En 1979, le corps de Robert Boulin, ministre du Travail et de la Participation, était retrouvé en forêt de Rambouillet. Un reportage d'Envoyé spécial détricote la thèse du suicide longtemps évoquée.
Les preuves ne cessent de s’accumuler contre la thèse officielle. La mort de Robert Boulin, ministre du Travail et de la Participation, dont le corps a été retrouvé le 30 octobre 1979 dans un étang en forêt de Rambouillet, a fait couler beaucoup d'encre. Depuis 15 ans, le journaliste Benoît Collombat enquête avec minutie sur ce dossier. Il livre pour Envoyé Spécial un reportage remarquable de rigueur - Révélation sur un crime d’Etat -, diffusé jeudi 26 octobre sur France 2, avec des témoignages inédits et accablants.
Une étrange fracture. Et parmi les personnes interrogées pour la première fois devant une caméra : le médecin qui a assisté à la seconde autopsie du ministre. À l'époque il constate deux fractures sur le visage de Robert Boulin, dont l'une à l'os malaire. "C'est un os très résistant et très dur qui protège le sinus de la face. Il ne se casse pas facilement, seulement avec un choc relativement important, ce qui ne me parait pas compatible avec une chute dans l'eau", estime-t-il.

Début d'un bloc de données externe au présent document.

use crate::domain::entities::result::ResultRow;
use crate::usecase::ports::ui::{GridColumn, GridWidget};
use crate::usecase::services::reconcile::{display_cell, CellDisplay};
use crate::PAGE_SIZE;

#[derive(Debug, Clone, Copy, PartialEq, Eq)]
pub enum SortDirection {
    Asc,
    Desc,
}

#[derive(Debug, Clone, PartialEq, Eq)]
pub struct SortSpec {
    pub column_id: String,
    pub direction: SortDirection,
}

/// Client-side table: pagination and column sorting over the rows handed in
/// by the rendering adapter.
#[derive(Debug, Clone, Default, PartialEq)]
pub struct GridModel {
    columns: Vec<GridColumn>,
    rows: Vec<ResultRow>,
    sort: Option<SortSpec>,
    page: usize,
    layout_generation: u64,
}

impl GridModel {
    pub fn columns(&self) -> &[GridColumn] {
        &self.columns
    }

    pub fn row_count(&self) -> usize {
        self.rows.len()
    }

    pub fn sort(&self) -> Option<&SortSpec> {
        self.sort.as_ref()
    }

    pub fn layout_generation(&self) -> u64 {
        self.layout_generation
    }

    pub fn page(&self) -> usize {
        self.page
    }

    pub fn page_count(&self) -> usize {
        self.rows.len().div_ceil(PAGE_SIZE).max(1)
    }

    pub fn set_page(&mut self, page: usize) {
        self.page = page.min(self.page_count() - 1);
    }

    /// First click sorts ascending, the next one flips the direction.
    pub fn toggle_sort(&mut self, column_id: &str) {
        let direction = match &self.sort {
            Some(current) if current.column_id == column_id && current.direction == SortDirection::Asc => {
                SortDirection::Desc
            }
            _ => SortDirection::Asc,
        };
        self.sort = Some(SortSpec {
            column_id: column_id.to_string(),
            direction,
        });
        self.page = 0;
    }

    /// Rows of the current page after sorting.
    pub fn visible_rows(&self) -> Vec<&ResultRow> {
        let mut ordered: Vec<&ResultRow> = self.rows.iter().collect();
        if let Some(current) = &self.sort {
            ordered.sort_by(|left, right| {
                let ordering = match (left.get(&current.column_id), right.get(&current.column_id)) {
                    (Some(left), Some(right)) => left.sort_cmp(right),
                    (None, Some(_)) => std::cmp::Ordering::Less,
                    (Some(_), None) => std::cmp::Ordering::Greater,
                    (None, None) => std::cmp::Ordering::Equal,
                };
                match current.direction {
                    SortDirection::Asc => ordering,
                    SortDirection::Desc => ordering.reverse(),
                }
            });
        }
        ordered
            .into_iter()
            .skip(self.page * PAGE_SIZE)
            .take(PAGE_SIZE)
            .collect()
    }

    pub fn cells(&self, row: &ResultRow) -> Vec<CellDisplay> {
        self.columns
            .iter()
            .map(|column| display_cell(column.kind, row.get(&column.id)))
            .collect()
    }
}

impl GridWidget for GridModel {
    fn set_columns(&mut self, columns: Vec<GridColumn>) {
        let sort_survives = self
            .sort
            .as_ref()
            .is_some_and(|current| columns.iter().any(|column| column.id == current.column_id));
        if !sort_survives {
            self.sort = None;
        }
        self.columns = columns;
    }

    fn set_rows(&mut self, rows: Vec<ResultRow>) {
        self.rows = rows;
        self.page = 0;
    }

    fn relayout(&mut self) {
        self.layout_generation += 1;
    }
}

#[cfg(test)]
mod tests {
    use super::*;
    use crate::domain::entities::result::CellValue;
    use crate::domain::entities::schema::ColumnKind;

    fn column(id: &str) -> GridColumn {
        GridColumn {
            id: id.to_string(),
            header: id.to_uppercase(),
            kind: ColumnKind::Plain,
        }
    }

    fn rows(values: &[CellValue]) -> Vec<ResultRow> {
        values
            .iter()
            .map(|value| ResultRow::new(vec![("nota".to_string(), value.clone())]))
            .collect()
    }

    fn notas(grid: &GridModel) -> Vec<CellValue> {
        grid.visible_rows()
            .into_iter()
            .filter_map(|row| row.get("nota").cloned())
            .collect()
    }

    #[test]
    fn pages_hold_fifty_rows() {
        let mut grid = GridModel::default();
        grid.set_columns(vec![column("nota")]);
        grid.set_rows(rows(&(0..120).map(CellValue::Integer).collect::<Vec<_>>()));

        assert_eq!(grid.page_count(), 3);
        assert_eq!(grid.visible_rows().len(), 50);

        grid.set_page(99);
        assert_eq!(grid.page(), 2);
        assert_eq!(grid.visible_rows().len(), 20);

        grid.set_page(1);
        assert_eq!(grid.visible_rows().len(), 50);
    }

    #[test]
    fn empty_grid_has_one_page() {
        let grid = GridModel::default();

        assert_eq!(grid.page_count(), 1);
        assert!(grid.visible_rows().is_empty());
    }

    #[test]
    fn sort_toggles_direction_with_nulls_first() {
        let mut grid = GridModel::default();
        grid.set_columns(vec![column("nota")]);
        grid.set_rows(rows(&[
            CellValue::Integer(10),
            CellValue::Null,
            CellValue::Real(2.5),
        ]));

        grid.toggle_sort("nota");
        assert_eq!(
            notas(&grid),
            vec![CellValue::Null, CellValue::Real(2.5), CellValue::Integer(10)]
        );

        grid.toggle_sort("nota");
        assert_eq!(
            notas(&grid),
            vec![CellValue::Integer(10), CellValue::Real(2.5), CellValue::Null]
        );
    }

    #[test]
    fn sort_is_dropped_when_its_column_disappears() {
        let mut grid = GridModel::default();
        grid.set_columns(vec![column("nota"), column("uf")]);
        grid.toggle_sort("uf");

        grid.set_columns(vec![column("nota")]);

        assert_eq!(grid.sort(), None);
    }

    #[test]
    fn relayout_bumps_generation() {
        let mut grid = GridModel::default();

        grid.relayout();
        grid.relayout();

        assert_eq!(grid.layout_generation(), 2);
    }
}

Dans la longue liste des incohérences pointées par ce reportage, il y a notamment cette lettre d’adieu qu’aurait laissé Robert Boulin. Sauf que son assistante, qui a travaillé des années à ses côtés, est formelle, ce n'est pas le papier du ministère qui a été utilisé pour l'écrire. Et ce ne sont que deux des nombreuses révélations contenues dans cette enquête. Au bout du compte, et 38 ans après les faits, une certitude s'impose au fil du reportage : Robert Boulin ne s'est pas suicidé. De nombreux proches d'ailleurs refusent de croire à la thèse du suicide, comme Fabienne Boulin-Burgeat, la fille du ministre , ou encore Bernard Pons, ancien collaborateur de Jacques Chirac, tous deux interviewés par France 2.
"J'ai de quoi les faire taire". En revanche, savoir pourquoi et par qui il a été tué reste un mystère. Robert Boulin a été ministre de Charles De Gaulle, de Georges Pompidou, de Valéry Giscard d'Estaing. Il savait beaucoup de choses, sans doute trop. Le financement des partis politiques n’avait pas de secret pour lui. Sauf que tous ses dossiers ont été détruits par des membres du SAC (Service d’action civique). L’assistant parlementaire de Robert Boulin, Bernard Fonfrède, a eu le temps d’en lire quelques-uns et accepte dans Envoyé spécial d’en dévoiler le contenu. "J'ai trouvé des dossiers sur le financement des partis politiques… au pluriel. Le RPR entre autres, [financé] par Elf et le Gabon. J'ai souvenir qu'il écrivait : 'j'ai de quoi les faire taire'".
Une instruction est toujours en cours, mais elle se heurte au sceau du secret institutionnel. En effet, la CIA détiendrait des informations classifiées sur Robert Boulin, de même que les services de renseignements français. La vérité sur Robert Boulin éclatera peut-être un jour. Peut-être.